But the Thebans were not restricted to the monuments of Karnak for
evidence of the greatness of their king. In the gardens of Amon's temple, as we
have seen, grew the strange plants of Syria, while Asiatic animals unknown to
the hunter of the Nile Valley wandered among trees equally unfamiliar. Envoys
from the north and south were constantly appearing at the court. Levantine
galleys, such as the upper Nile had never seen before, delighted the eyes of
the curious crowd at the docks of Thebes; and from these landed sumptuous
cargoes of the finest stuffs of Phoenicia, gold and silver vessels of magnificent
workmanship from the cunning hand of the Tyrian artificer or the workshops of distant Asia Minor, Cyprus, Crete and the Aegean
Islands; exquisite furniture of carved ivory, delicately wrought ebony,
chariots mounted with gold and electrum, and bronze implements of war; besides
these, fine horses for the Pharaoh’s stables and untold quantities of the best
that the fields, gardens, vineyards, orchards and pastures of Asia produced.

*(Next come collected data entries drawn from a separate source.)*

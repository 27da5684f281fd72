use axum_helpers::server::health_router;
use core_config::tracing::{init_tracing, install_color_eyre};
use std::time::Duration;
use tracing::info;

mod api;
mod config;
mod openapi;
mod state;

use config::Config;
use state::AppState;

#[tokio::main]
async fn main() -> eyre::Result<()> {
    // Install color-eyre first for colored error output (before any fallible operations)
    install_color_eyre();

    // Load configuration from environment variables
    let config = Config::from_env()?;

    // Initialize tracing with ErrorLayer for span trace capture
    init_tracing(&config.environment);

    // Connect to PostgreSQL with retry for transient startup failures
    let db = database::postgres::connect_from_config_with_retry(config.database.clone(), None)
        .await
        .map_err(|e| eyre::eyre!("PostgreSQL connection failed: {}", e))?;

    // Bring the schema (and seed catalog) up to date
    database::postgres::run_migrations::<migration::Migrator>(&db, "catalogo_api")
        .await
        .map_err(|e| eyre::eyre!("Migration failed: {}", e))?;

    // Initialize the application state with the database connection
    let state = AppState { config, db };

    // Build router with API routes (pass reference, not ownership!)
    let api_routes = api::routes(&state);

    // create_router adds docs/middleware to our composed routes
    let router = axum_helpers::create_router::<openapi::ApiDoc>(api_routes).await?;

    // Merge health endpoints into the app
    // - /health: liveness check with app name/version
    // - /ready: readiness check with an actual database ping
    let app = router
        .merge(health_router(state.config.app))
        .merge(api::ready_router(state.clone()));

    info!("Starting catalogo API with graceful shutdown (30s timeout)");

    // State moves into the cleanup closure
    let server_config = state.config.server.clone();
    axum_helpers::create_production_app(app, &server_config, Duration::from_secs(30), async move {
        info!("Shutting down: closing database connection");

        match state.db.close().await {
            Ok(_) => info!("PostgreSQL connection closed successfully"),
            Err(e) => tracing::error!("Error closing PostgreSQL: {}", e),
        }
    })
    .await
    .map_err(|e| eyre::eyre!("Server error: {}", e))?;

    info!("Catalogo API shutdown complete");
    Ok(())
}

Under heavy guard emerged from these ships, too, the annual tribute of gold and
silver in large commercial rings, some of which weighed as much as twelve
pounds each, while others for purposes of daily trade were of but a few grains
weight. Winding through the streets crowded with the wondering Theban
multitude, the strange-tongued Asiatics in long procession bore their tribute
to the Pharaoh's treasury. They were received by the vizier, Rekhmire, and when unusually rich tribute was presented, he
conducted them to Thutmose's presence, where, enthroned in splendor, the
Pharaoh reviewed them and praised the vizier and his officials for their zeal
in his behalf. It was such scenes as this that the vizier and the treasury
officials loved to perpetuate in gorgeous paintings on the walls of their tombs,
where they are still preserved at Thebes. The amount of wealth which thus came
into Egypt from Asia and Nubia must have been enormous for those times, and on
one occasion the treasury was able to weigh out some eight thousand nine hundred
and forty-three pounds of gold-silver alloy.

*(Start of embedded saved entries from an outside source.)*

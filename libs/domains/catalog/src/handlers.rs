use axum::{
    Json, Router,
    extract::{Path, State},
    http::StatusCode,
    response::IntoResponse,
    routing::get,
};
use axum_helpers::{
    ValidatedJson,
    errors::responses::{
        BadRequestValidationResponse, InternalServerErrorResponse, NotFoundResponse,
    },
};
use std::sync::Arc;
use utoipa::OpenApi;

use crate::error::CatalogResult;
use crate::models::{
    Category, CategoryWithProducts, CreateCategory, CreateProduct, Product, UpdateCategory,
    UpdateProduct,
};
use crate::repository::{CategoryRepository, ProductRepository};
use crate::service::{CategoryService, ProductService};
use crate::validation::Violation;

/// OpenAPI documentation for the Categories API
#[derive(OpenApi)]
#[openapi(
    paths(
        list_categories,
        list_categories_with_products,
        create_category,
        get_category,
        update_category,
        delete_category,
    ),
    components(
        schemas(Category, CategoryWithProducts, CreateCategory, UpdateCategory),
        responses(
            NotFoundResponse,
            BadRequestValidationResponse,
            InternalServerErrorResponse
        )
    ),
    tags(
        (name = "categorias", description = "Category management endpoints")
    )
)]
pub struct CategoriesApiDoc;

/// OpenAPI documentation for the Products API
#[derive(OpenApi)]
#[openapi(
    paths(
        list_products,
        create_product,
        get_product,
        update_product,
        delete_product,
    ),
    components(
        schemas(Product, CreateProduct, UpdateProduct, Violation),
        responses(
            NotFoundResponse,
            BadRequestValidationResponse,
            InternalServerErrorResponse
        )
    ),
    tags(
        (name = "produtos", description = "Product management endpoints")
    )
)]
pub struct ProductsApiDoc;

/// Create the category router with all HTTP endpoints
pub fn categories_router<R: CategoryRepository + 'static>(
    service: CategoryService<R>,
) -> Router {
    let shared_service = Arc::new(service);

    Router::new()
        .route("/", get(list_categories).post(create_category))
        .route("/produtos", get(list_categories_with_products))
        .route(
            "/{id}",
            get(get_category)
                .put(update_category)
                .delete(delete_category),
        )
        .with_state(shared_service)
}

/// Create the product router with all HTTP endpoints
pub fn products_router<P, C>(service: ProductService<P, C>) -> Router
where
    P: ProductRepository + 'static,
    C: CategoryRepository + 'static,
{
    let shared_service = Arc::new(service);

    Router::new()
        .route("/", get(list_products).post(create_product))
        .route(
            "/{id}",
            get(get_product).put(update_product).delete(delete_product),
        )
        .with_state(shared_service)
}

/// List all categories
#[utoipa::path(
    get,
    path = "",
    tag = "categorias",
    responses(
        (status = 200, description = "List of categories", body = Vec<Category>),
        (status = 404, response = NotFoundResponse),
        (status = 500, response = InternalServerErrorResponse)
    )
)]
async fn list_categories<R: CategoryRepository>(
    State(service): State<Arc<CategoryService<R>>>,
) -> CatalogResult<Json<Vec<Category>>> {
    let categories = service.list_categories().await?;
    Ok(Json(categories))
}

/// List all categories with their products eagerly loaded
#[utoipa::path(
    get,
    path = "/produtos",
    tag = "categorias",
    responses(
        (status = 200, description = "Categories with their products", body = Vec<CategoryWithProducts>),
        (status = 404, response = NotFoundResponse),
        (status = 500, response = InternalServerErrorResponse)
    )
)]
async fn list_categories_with_products<R: CategoryRepository>(
    State(service): State<Arc<CategoryService<R>>>,
) -> CatalogResult<Json<Vec<CategoryWithProducts>>> {
    let categories = service.list_categories_with_products().await?;
    Ok(Json(categories))
}

/// Create a new category
#[utoipa::path(
    post,
    path = "",
    tag = "categorias",
    request_body = CreateCategory,
    responses(
        (status = 201, description = "Category created successfully", body = Category),
        (status = 400, response = BadRequestValidationResponse),
        (status = 500, response = InternalServerErrorResponse)
    )
)]
async fn create_category<R: CategoryRepository>(
    State(service): State<Arc<CategoryService<R>>>,
    ValidatedJson(input): ValidatedJson<CreateCategory>,
) -> CatalogResult<impl IntoResponse> {
    let category = service.create_category(input).await?;
    Ok((StatusCode::CREATED, Json(category)))
}

/// Get a category by ID
#[utoipa::path(
    get,
    path = "/{id}",
    tag = "categorias",
    params(
        ("id" = i32, Path, description = "Category ID")
    ),
    responses(
        (status = 200, description = "Category found", body = Category),
        (status = 404, response = NotFoundResponse),
        (status = 500, response = InternalServerErrorResponse)
    )
)]
async fn get_category<R: CategoryRepository>(
    State(service): State<Arc<CategoryService<R>>>,
    Path(id): Path<i32>,
) -> CatalogResult<Json<Category>> {
    let category = service.get_category(id).await?;
    Ok(Json(category))
}

/// Update a category (the name is the only editable attribute)
#[utoipa::path(
    put,
    path = "/{id}",
    tag = "categorias",
    params(
        ("id" = i32, Path, description = "Category ID")
    ),
    request_body = UpdateCategory,
    responses(
        (status = 200, description = "Category updated successfully", body = Category),
        (status = 400, response = BadRequestValidationResponse),
        (status = 404, response = NotFoundResponse),
        (status = 500, response = InternalServerErrorResponse)
    )
)]
async fn update_category<R: CategoryRepository>(
    State(service): State<Arc<CategoryService<R>>>,
    Path(id): Path<i32>,
    ValidatedJson(input): ValidatedJson<UpdateCategory>,
) -> CatalogResult<Json<Category>> {
    let category = service.update_category(id, input).await?;
    Ok(Json(category))
}

/// Delete a category, cascading to its products
#[utoipa::path(
    delete,
    path = "/{id}",
    tag = "categorias",
    params(
        ("id" = i32, Path, description = "Category ID")
    ),
    responses(
        (status = 200, description = "Category deleted, returns the deleted entity", body = Category),
        (status = 404, response = NotFoundResponse),
        (status = 500, response = InternalServerErrorResponse)
    )
)]
async fn delete_category<R: CategoryRepository>(
    State(service): State<Arc<CategoryService<R>>>,
    Path(id): Path<i32>,
) -> CatalogResult<Json<Category>> {
    let category = service.delete_category(id).await?;
    Ok(Json(category))
}

/// List all products
#[utoipa::path(
    get,
    path = "",
    tag = "produtos",
    responses(
        (status = 200, description = "List of products", body = Vec<Product>),
        (status = 404, response = NotFoundResponse),
        (status = 500, response = InternalServerErrorResponse)
    )
)]
async fn list_products<P, C>(
    State(service): State<Arc<ProductService<P, C>>>,
) -> CatalogResult<Json<Vec<Product>>>
where
    P: ProductRepository,
    C: CategoryRepository,
{
    let products = service.list_products().await?;
    Ok(Json(products))
}

/// Create a new product
#[utoipa::path(
    post,
    path = "",
    tag = "produtos",
    request_body = CreateProduct,
    responses(
        (status = 201, description = "Product created successfully", body = Product),
        (status = 400, response = BadRequestValidationResponse),
        (status = 404, response = NotFoundResponse),
        (status = 500, response = InternalServerErrorResponse)
    )
)]
async fn create_product<P, C>(
    State(service): State<Arc<ProductService<P, C>>>,
    Json(input): Json<CreateProduct>,
) -> CatalogResult<impl IntoResponse>
where
    P: ProductRepository,
    C: CategoryRepository,
{
    let product = service.create_product(input).await?;
    Ok((StatusCode::CREATED, Json(product)))
}

/// Get a product by ID
#[utoipa::path(
    get,
    path = "/{id}",
    tag = "produtos",
    params(
        ("id" = i32, Path, description = "Product ID")
    ),
    responses(
        (status = 200, description = "Product found", body = Product),
        (status = 404, response = NotFoundResponse),
        (status = 500, response = InternalServerErrorResponse)
    )
)]
async fn get_product<P, C>(
    State(service): State<Arc<ProductService<P, C>>>,
    Path(id): Path<i32>,
) -> CatalogResult<Json<Product>>
where
    P: ProductRepository,
    C: CategoryRepository,
{
    let product = service.get_product(id).await?;
    Ok(Json(product))
}

/// Update a product by full replacement of its mutable fields
#[utoipa::path(
    put,
    path = "/{id}",
    tag = "produtos",
    params(
        ("id" = i32, Path, description = "Product ID")
    ),
    request_body = UpdateProduct,
    responses(
        (status = 200, description = "Product updated successfully", body = Product),
        (status = 400, response = BadRequestValidationResponse),
        (status = 404, response = NotFoundResponse),
        (status = 500, response = InternalServerErrorResponse)
    )
)]
async fn update_product<P, C>(
    State(service): State<Arc<ProductService<P, C>>>,
    Path(id): Path<i32>,
    Json(input): Json<UpdateProduct>,
) -> CatalogResult<Json<Product>>
where
    P: ProductRepository,
    C: CategoryRepository,
{
    let product = service.update_product(id, input).await?;
    Ok(Json(product))
}

/// Delete a product
#[utoipa::path(
    delete,
    path = "/{id}",
    tag = "produtos",
    params(
        ("id" = i32, Path, description = "Product ID")
    ),
    responses(
        (status = 200, description = "Product deleted, returns the deleted entity", body = Product),
        (status = 404, response = NotFoundResponse),
        (status = 500, response = InternalServerErrorResponse)
    )
)]
async fn delete_product<P, C>(
    State(service): State<Arc<ProductService<P, C>>>,
    Path(id): Path<i32>,
) -> CatalogResult<Json<Product>>
where
    P: ProductRepository,
    C: CategoryRepository,
{
    let product = service.delete_product(id).await?;
    Ok(Json(product))
}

Similar sights diverted the multitudes of the once provincial Thebes
when every year, toward the close of September or the opening clays of October,
Thutmose’s war-galleys moored in the harbor of the town. But at this time not
merely the wealth of Asia was unloaded from the ships, the Asiatics themselves,
bound one to another in long lines, were led down the gang-planks to begin a
life of slave-labor for the Pharaoh. They wore long matted beards, an
abomination to the Egyptians; their hair hung in heavy black masses upon their
shoulders, and they were clad in gaily-colored woolen stuffs, such as the
Egyptian, spotless in his white linen robe, would never put on his body. Their
arms were pinioned behind them at the elbows or crossed over their heads and
lashed together, or, again, were thrust through odd pointed ovals of wood,
which served as hand-cuffs. The women carried their children slung in a fold of
the mantle over their shoulders. With their strange speech and uncouth postures
the poor wretches were the subject of jibe and merriment on the part of the
multitude, while the artists of the time could never forbear caricaturing them.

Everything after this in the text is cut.